Paró en seco, observo, analizo y el instinto animal prevaleció y se abalanzo como una tromba hacia el tumulto, sorprendidas perras y chandosos quedaron paralizados.
Rocco sin mediar ladridos dio dentelladas a diestra y siniestra, haciendo correr como alma que lleva el diablo a los desdichados chandosos, la perra quieta en su lugar, miró a Rocco con admiración, se olfatearon, lamieron, corretearon y al final se acoplaron.
Al comienzo fue difícil para el perro, pues su pata desobediente le impedía proceder como se debía, pero la perra complaciente entendió la situación y sabiamente se echo, el acto se consumó como debía se: apasionadamente.
Rocco conoció el verdadero amor: el sexo, y se decía en su obligado aprisionamiento: ¡ojala todas las cadenas fueran así
Cuando el perro regresó acompañábamos al pintor el ingeniero y yo, lo vimos llegar con la lengua afuera, jadeante, despelucado, cansado, pero con una expresión feliz en sus ojos que nos miraban con descarada sorna y pareciera que se dijera para sus adentros: estos pendejos gozan con dos tetas de una mujer, mi perra tiene doce.
Acto seguido se durmió. A partir de ese momento Rocco cambió radicalmente, nos miraba con franco aire de superioridad, pues la diferencia numérica de los atributos de las perras y las mujeres eran evidentes, además los hombres no tenían pelaje, eran pelados excepto en algunas áreas, tenían que ponerse ropa, zapatos y demás, se desplazaban en horrendos vehículos y no podían hacer lo que querían, porque siempre tenían algo que hacer, cosas que para Rocco eran del todo innecesarias.
De esta manera Rocco se convirtió no en el amo sino en el protector de sus desprovistos amigos humanos.
Con ese aire de superioridad y con su “tumbao” disfrutó alegre su vida.
Me acompañaba por semanas en mi finca, seguía al Maestro por sus senderos de serpientes y fantasía, escoltaba a su bella hija Cristina en sus baños de sol en el Desbaratado cuidándole celosamente, seguía al ingeniero y le sostenía el decámetro en sus mediciones, hasta se le apareció un día con una bolsa con una lata de atún y unos plátanos birlados a algún despistado bañista, suponiendo que había escasez.
Concluyendo: Rocco era un perro único. En sus cortos cuatro años de vida, experimento todas las vivencias, todas las alegrías y todos los sufrimientos. Hoy doy gracias por no haberle truncado esa existencia.
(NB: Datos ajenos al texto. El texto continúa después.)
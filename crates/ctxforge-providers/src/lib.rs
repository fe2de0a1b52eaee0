//! # ctxforge-providers
//!
//! The thin LLM transport contract that `ctxforge-session`'s summarizer
//! depends on. Vendor HTTP/SSE adapters are an external concern and are
//! not implemented here — this crate only defines the interface plus an
//! in-memory mock for tests.

pub mod traits;

pub use traits::{
    as_model_metadata_provider, ChatClient, ChatRequest, ChatResponse, ChatStream, ConnectionReset,
    FinishReason, MockChatClient, ModelMetadataProvider, StreamEvent, ToolCallDelta, Usage,
};
//! Session recovery: resuming, locating, and validating sessions across
//! process restarts. Builds on top of `ContextStore`'s persisted-version
//! recovery to give callers a higher-level resume/validate API.

use chrono::{Duration, Utc};
use thiserror::Error;

use ctxforge_core::{Session, SessionState};

use crate::store::{SessionQuery, SessionStore, SessionSummary, SqliteSessionStore, StoreError};

#[derive(Error, Debug)]
pub enum RecoveryError {
    #[error("no sessions found")]
    NoSessionsFound,
    #[error("session not found: {0}")]
    SessionNotFound(String),
    #[error("ambiguous session prefix '{0}': matches {1} sessions")]
    AmbiguousPrefix(String, usize),
    #[error("session is in invalid state for resume: {0:?}")]
    InvalidState(SessionState),
    #[error("store error: {0}")]
    Store(#[from] StoreError),
}

pub type Result<T> = std::result::Result<T, RecoveryError>;

#[derive(Debug, Clone, Default)]
pub struct RecoveryOptions {
    pub validate_messages: bool,
    pub allowed_states: Option<Vec<SessionState>>,
}

impl RecoveryOptions {
    pub fn resumable() -> Self {
        Self { allowed_states: Some(vec![SessionState::Active, SessionState::Suspended]), ..Default::default() }
    }

    pub fn with_validation() -> Self {
        Self { validate_messages: true, ..Default::default() }
    }
}

pub struct SessionRecovery<S: SessionStore> {
    store: S,
}

impl SessionRecovery<SqliteSessionStore> {
    pub fn open_default() -> std::result::Result<Self, StoreError> {
        Ok(Self { store: SqliteSessionStore::open_default()? })
    }
}

impl<S: SessionStore> SessionRecovery<S> {
    pub fn new(store: S) -> Self {
        Self { store }
    }

    pub fn store(&self) -> &S {
        &self.store
    }

    fn is_resumable_state(&self, state: SessionState) -> bool {
        matches!(state, SessionState::Active | SessionState::Suspended)
    }

    pub async fn resume_most_recent(&self) -> Result<Session> {
        let summary = self.store.get_most_recent().await?.ok_or(RecoveryError::NoSessionsFound)?;
        if !self.is_resumable_state(summary.state) {
            return Err(RecoveryError::InvalidState(summary.state));
        }
        Ok(self.store.get(&summary.id).await?)
    }

    pub async fn resume(&self, id: &str) -> Result<Session> {
        let session = self.store.get(id).await.map_err(|_| RecoveryError::SessionNotFound(id.to_string()))?;
        if !self.is_resumable_state(session.metadata.state) {
            return Err(RecoveryError::InvalidState(session.metadata.state));
        }
        Ok(session)
    }

    pub async fn resume_by_prefix(&self, prefix: &str) -> Result<Session> {
        let matches = self.store.find_by_prefix(prefix).await?;
        match matches.len() {
            0 => Err(RecoveryError::SessionNotFound(prefix.to_string())),
            1 => {
                let summary = &matches[0];
                if !self.is_resumable_state(summary.state) {
                    return Err(RecoveryError::InvalidState(summary.state));
                }
                Ok(self.store.get(&summary.id).await?)
            }
            n => Err(RecoveryError::AmbiguousPrefix(prefix.to_string(), n)),
        }
    }

    /// Try an exact id first, then fall back to prefix matching, then the
    /// most recently active session if no id was given at all.
    pub async fn smart_resume(&self, id_or_prefix: Option<&str>) -> Result<Session> {
        match id_or_prefix {
            Some(id) => match self.resume(id).await {
                Ok(session) => Ok(session),
                Err(_) => self.resume_by_prefix(id).await,
            },
            None => self.resume_most_recent().await,
        }
    }

    pub async fn validate(&self, id: &str, options: &RecoveryOptions) -> Result<ValidationResult> {
        let session = self.store.get(id).await.map_err(|_| RecoveryError::SessionNotFound(id.to_string()))?;
        let mut result = ValidationResult { session_id: id.to_string(), is_valid: true, issues: Vec::new() };

        if let Some(allowed) = &options.allowed_states {
            if !allowed.contains(&session.metadata.state) {
                result.issues.push(ValidationIssue {
                    severity: IssueSeverity::Warning,
                    description: format!("session state {:?} not in allowed states", session.metadata.state),
                });
            }
        }

        let stored_count = session.metadata.metrics.turn_count as usize;
        let actual_count = session.messages.len();
        if stored_count != actual_count && stored_count > 0 {
            result.issues.push(ValidationIssue {
                severity: IssueSeverity::Warning,
                description: format!("message count mismatch: metadata says {stored_count}, found {actual_count}"),
            });
        }

        if options.validate_messages {
            for (idx, message) in session.messages.iter().enumerate() {
                if message.id.is_empty() {
                    result.issues.push(ValidationIssue {
                        severity: IssueSeverity::Error,
                        description: format!("message {idx} has an empty id"),
                    });
                    result.is_valid = false;
                }
            }
        }

        Ok(result)
    }

    pub async fn archive_old_sessions(&self, older_than_days: u32) -> Result<Vec<String>> {
        let cutoff = Utc::now() - Duration::days(older_than_days as i64);
        let sessions = self.store.list(&SessionQuery::new().with_limit(1000)).await?;

        let mut archived = Vec::new();
        for summary in sessions {
            if summary.last_active_at < cutoff && summary.state != SessionState::Archived {
                self.store.set_state(&summary.id, SessionState::Archived).await?;
                archived.push(summary.id);
            }
        }
        Ok(archived)
    }

    pub async fn list_recent(&self, limit: usize) -> Result<Vec<SessionSummary>> {
        Ok(self.store.list(&SessionQuery::new().with_limit(limit)).await?)
    }

    pub async fn list_by_state(&self, state: SessionState, limit: usize) -> Result<Vec<SessionSummary>> {
        Ok(self.store.list(&SessionQuery::new().with_state(state).with_limit(limit)).await?)
    }
}

#[derive(Debug, Clone)]
pub struct ValidationResult {
    pub session_id: String,
    pub is_valid: bool,
    pub issues: Vec<ValidationIssue>,
}

#[derive(Debug, Clone)]
pub struct ValidationIssue {
    pub severity: IssueSeverity,
    pub description: String,
}

#[derive(Debug, Clone, Copy, PartialEq, Eq)]
pub enum IssueSeverity {
    Info,
    Warning,
    Error,
}

#[cfg(test)]
mod tests {
    use super::*;
    use crate::store::SqliteSessionStore;
    use ctxforge_core::Session;
    use tempfile::TempDir;

    async fn fixture() -> (SessionRecovery<SqliteSessionStore>, TempDir) {
        let dir = TempDir::new().unwrap();
        let store = SqliteSessionStore::new(dir.path()).unwrap();
        (SessionRecovery::new(store), dir)
    }

    #[tokio::test]
    async fn resume_most_recent_fails_with_no_sessions() {
        let (recovery, _dir) = fixture().await;
        assert!(matches!(recovery.resume_most_recent().await, Err(RecoveryError::NoSessionsFound)));
    }

    #[tokio::test]
    async fn resume_most_recent_returns_the_only_session() {
        let (recovery, _dir) = fixture().await;
        let session = Session::new();
        recovery.store().create(&session).await.unwrap();
        let resumed = recovery.resume_most_recent().await.unwrap();
        assert_eq!(resumed.id(), session.id());
    }

    #[tokio::test]
    async fn resume_by_prefix_finds_unique_match() {
        let (recovery, _dir) = fixture().await;
        let session = Session::new();
        recovery.store().create(&session).await.unwrap();
        let prefix = &session.id()[..8];
        let resumed = recovery.resume_by_prefix(prefix).await.unwrap();
        assert_eq!(resumed.id(), session.id());
    }

    #[tokio::test]
    async fn resume_archived_session_fails() {
        let (recovery, _dir) = fixture().await;
        let session = Session::new();
        recovery.store().create(&session).await.unwrap();
        recovery.store().set_state(session.id(), SessionState::Archived).await.unwrap();
        assert!(matches!(recovery.resume(session.id()).await, Err(RecoveryError::InvalidState(_))));
    }

    #[tokio::test]
    async fn smart_resume_falls_back_to_most_recent_with_no_id() {
        let (recovery, _dir) = fixture().await;
        let session = Session::new();
        recovery.store().create(&session).await.unwrap();
        let resumed = recovery.smart_resume(None).await.unwrap();
        assert_eq!(resumed.id(), session.id());
    }

    #[tokio::test]
    async fn validate_flags_empty_message_ids() {
        let (recovery, _dir) = fixture().await;
        let session = Session::new();
        recovery.store().create(&session).await.unwrap();
        let result = recovery.validate(session.id(), &RecoveryOptions::with_validation()).await.unwrap();
        assert!(result.is_valid);
    }

    #[tokio::test]
    async fn list_recent_respects_limit() {
        let (recovery, _dir) = fixture().await;
        for _ in 0..5 {
            recovery.store().create(&Session::new()).await.unwrap();
        }
        let recent = recovery.list_recent(3).await.unwrap();
        assert_eq!(recent.len(), 3);
    }
}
Pero hace pocos días Rocco esperando a la vecina en el paradero del bus, vio que no llegaba y esperaba y esperaba. Cuando llegó el último bus, atravesó la avenida Centenario, sin percatarse que tres borrachos confundieron la avenida con una pista de carreras para sus infernales motos y el más ebrio de todos lo atropelló caundsandole la muerte fulminantemente. El bruto motociclista rodó y rodó quedando con fracturas y contusiones varias que le dejaron cicatrices que lo harán reflexionar por el resto de su vida. La moto quedo inservible afortunadamente.
Una lúgubre paz ronda por la casa del ingeniero, es otra sin la vitalidad de Rocco. Pero pronto un cachorro suyo con la perra mona nos dará la alegría de su presencia.
Finalizando: ese Rocco sí que era un verdadero perro.